Chemicals in Household Cleaning Products Linked to Asthma, Allergies

by Tom Mosakowski

(NaturalNews) Exposure to household cleaning products during pregnancy and early life makes children more likely to develop asthma. Research has already proven that a young child's risk of acquiring asthma increases if their early life lacks viruses, bacteria and endotoxins (pathogen products). This is called the 'hygiene hypothesis' and it theorizes that this exposure in a person's early life is required for the immune system to develop and strengthen properly.

This research, contained in the Avon Longitudinal Study of Parents and Children (ALSPAC) of the University of Bristol of the United Kingdom, takes this theory one step further by suggesting that it is not merely the lack of bacteria and their products that lead to asthma and allergies, but in fact, the chemicals within household cleaning products. Previous evidence for this mechanism has come from studies of workers who are regularly exposed to similar cleaning chemicals and thus, have an increased risk of asthma and other respiratory ailments. [1]

Perhaps both a lack of antigens for a developing immune system to fight and chemicals in cleaning products have a role in the hygiene hypothesis.

This long-term study has followed more than 13,000 children from before their birth to the age of sixteen. Early life exposure, including during pregnancy, to said chemicals correlated to a 41 percent increase in a child's risk of acquiring asthma by the age of seven.

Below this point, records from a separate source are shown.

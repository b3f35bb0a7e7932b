//! Entity store with schema-drift tolerant writes.
//!
//! When a backend reports [`RepositoryError::MissingColumn`] for one of the
//! [`OptionalColumn`]s, the same operation is retried with that column
//! omitted, and any value the write carried for it is put back on the
//! returned record. Every other error, including a missing column that is not
//! optional, propagates unchanged.

use std::sync::Arc;

use panaderia_core::{OrderId, QuoteId};
use tracing::{instrument, warn};

use super::models::OptionalValues;
use super::{
    NewOrder, NewQuote, OptionalColumn, Order, OrderBackend, OrderPatch, Quote, QuotePatch,
    RepositoryError,
};

/// Owner of order and quote persistence.
#[derive(Clone)]
pub struct EntityStore {
    backend: Arc<dyn OrderBackend>,
}

impl std::fmt::Debug for EntityStore {
    fn fmt(&self, f: &mut std::fmt::Formatter<'_>) -> std::fmt::Result {
        f.debug_struct("EntityStore").finish_non_exhaustive()
    }
}

impl EntityStore {
    /// Wrap a backend.
    #[must_use]
    pub fn new(backend: Arc<dyn OrderBackend>) -> Self {
        Self { backend }
    }

    /// Insert an order.
    ///
    /// # Errors
    ///
    /// Returns the backend error for anything other than a missing optional column.
    #[instrument(skip(self, order), fields(payment_type = %order.payment_type))]
    pub async fn insert_order(&self, order: &NewOrder) -> Result<Order, RepositoryError> {
        let values = order.optional_values();
        let mut omit = Vec::new();
        loop {
            match self.backend.insert_order(order, &omit).await {
                Ok(mut stored) => {
                    stored.reattach(&omit, &values);
                    return Ok(stored);
                }
                Err(err) => omit_or_fail(err, &mut omit, Some(&values))?,
            }
        }
    }

    /// Update an order and return the full updated record.
    ///
    /// # Errors
    ///
    /// Returns `NotFound` if the order does not exist, or the backend error for
    /// anything other than a missing optional column.
    #[instrument(skip(self, patch), fields(order_id = %id))]
    pub async fn update_order(
        &self,
        id: OrderId,
        patch: &OrderPatch,
    ) -> Result<Order, RepositoryError> {
        let values = patch.optional_values();
        let mut omit = Vec::new();
        loop {
            match self.backend.update_order(id, patch, &omit).await {
                Ok(mut stored) => {
                    stored.reattach(&omit, &values);
                    return Ok(stored);
                }
                Err(err) => omit_or_fail(err, &mut omit, Some(&values))?,
            }
        }
    }

    /// Fetch an order.
    ///
    /// # Errors
    ///
    /// Returns the backend error for anything other than a missing optional column.
    #[instrument(skip(self), fields(order_id = %id))]
    pub async fn get_order(&self, id: OrderId) -> Result<Option<Order>, RepositoryError> {
        let mut omit = Vec::new();
        loop {
            match self.backend.get_order(id, &omit).await {
                Ok(order) => return Ok(order),
                Err(err) => omit_or_fail(err, &mut omit, None)?,
            }
        }
    }

    /// Insert a quote.
    ///
    /// # Errors
    ///
    /// Returns the backend error.
    #[instrument(skip(self, quote))]
    pub async fn insert_quote(&self, quote: &NewQuote) -> Result<Quote, RepositoryError> {
        self.backend.insert_quote(quote).await
    }

    /// Update a quote's status.
    ///
    /// # Errors
    ///
    /// Returns `NotFound` if the quote does not exist, or the backend error.
    #[instrument(skip(self, patch), fields(quote_id = %id, status = %patch.status))]
    pub async fn update_quote(
        &self,
        id: QuoteId,
        patch: &QuotePatch,
    ) -> Result<Quote, RepositoryError> {
        self.backend.update_quote(id, patch).await
    }

    /// Fetch a quote.
    ///
    /// # Errors
    ///
    /// Returns the backend error.
    #[instrument(skip(self), fields(quote_id = %id))]
    pub async fn get_quote(&self, id: QuoteId) -> Result<Option<Quote>, RepositoryError> {
        self.backend.get_quote(id).await
    }

    /// Check that the backend is reachable.
    ///
    /// # Errors
    ///
    /// Returns the backend error.
    pub async fn ping(&self) -> Result<(), RepositoryError> {
        self.backend.ping().await
    }
}

/// Record a missing optional column for the retry, or hand the error back.
fn omit_or_fail(
    err: RepositoryError,
    omit: &mut Vec<OptionalColumn>,
    values: Option<&OptionalValues>,
) -> Result<(), RepositoryError> {
    let RepositoryError::MissingColumn(name) = &err else {
        return Err(err);
    };
    match OptionalColumn::from_column_name(name) {
        Some(column) if !omit.contains(&column) => {
            let dropped_value = values.is_some_and(|v| v.carries(column));
            warn!(
                column = column.column_name(),
                dropped_value, "Column missing from schema, retrying without it"
            );
            omit.push(column);
            Ok(())
        }
        _ => Err(err),
    }
}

The prevalence of asthma in the United Kingdom and other developed countries has increased in recent years. The chemicals of household cleaning products are just one factor of the multifaceted origin of asthma's development. Other indoor environmental factors include tobacco smoke, dust mites, synthetic pillows with synthetic chemicals, and plasticizers from plastics found in household dust. [2]

Of the high-volume chemicals produced in amounts greater than 10,000 or 1 million pounds per year, which number almost 20,000 according to a study in 1996 [3], only 43% have been tested for human toxicity and just 7% have been studied for effects on human development.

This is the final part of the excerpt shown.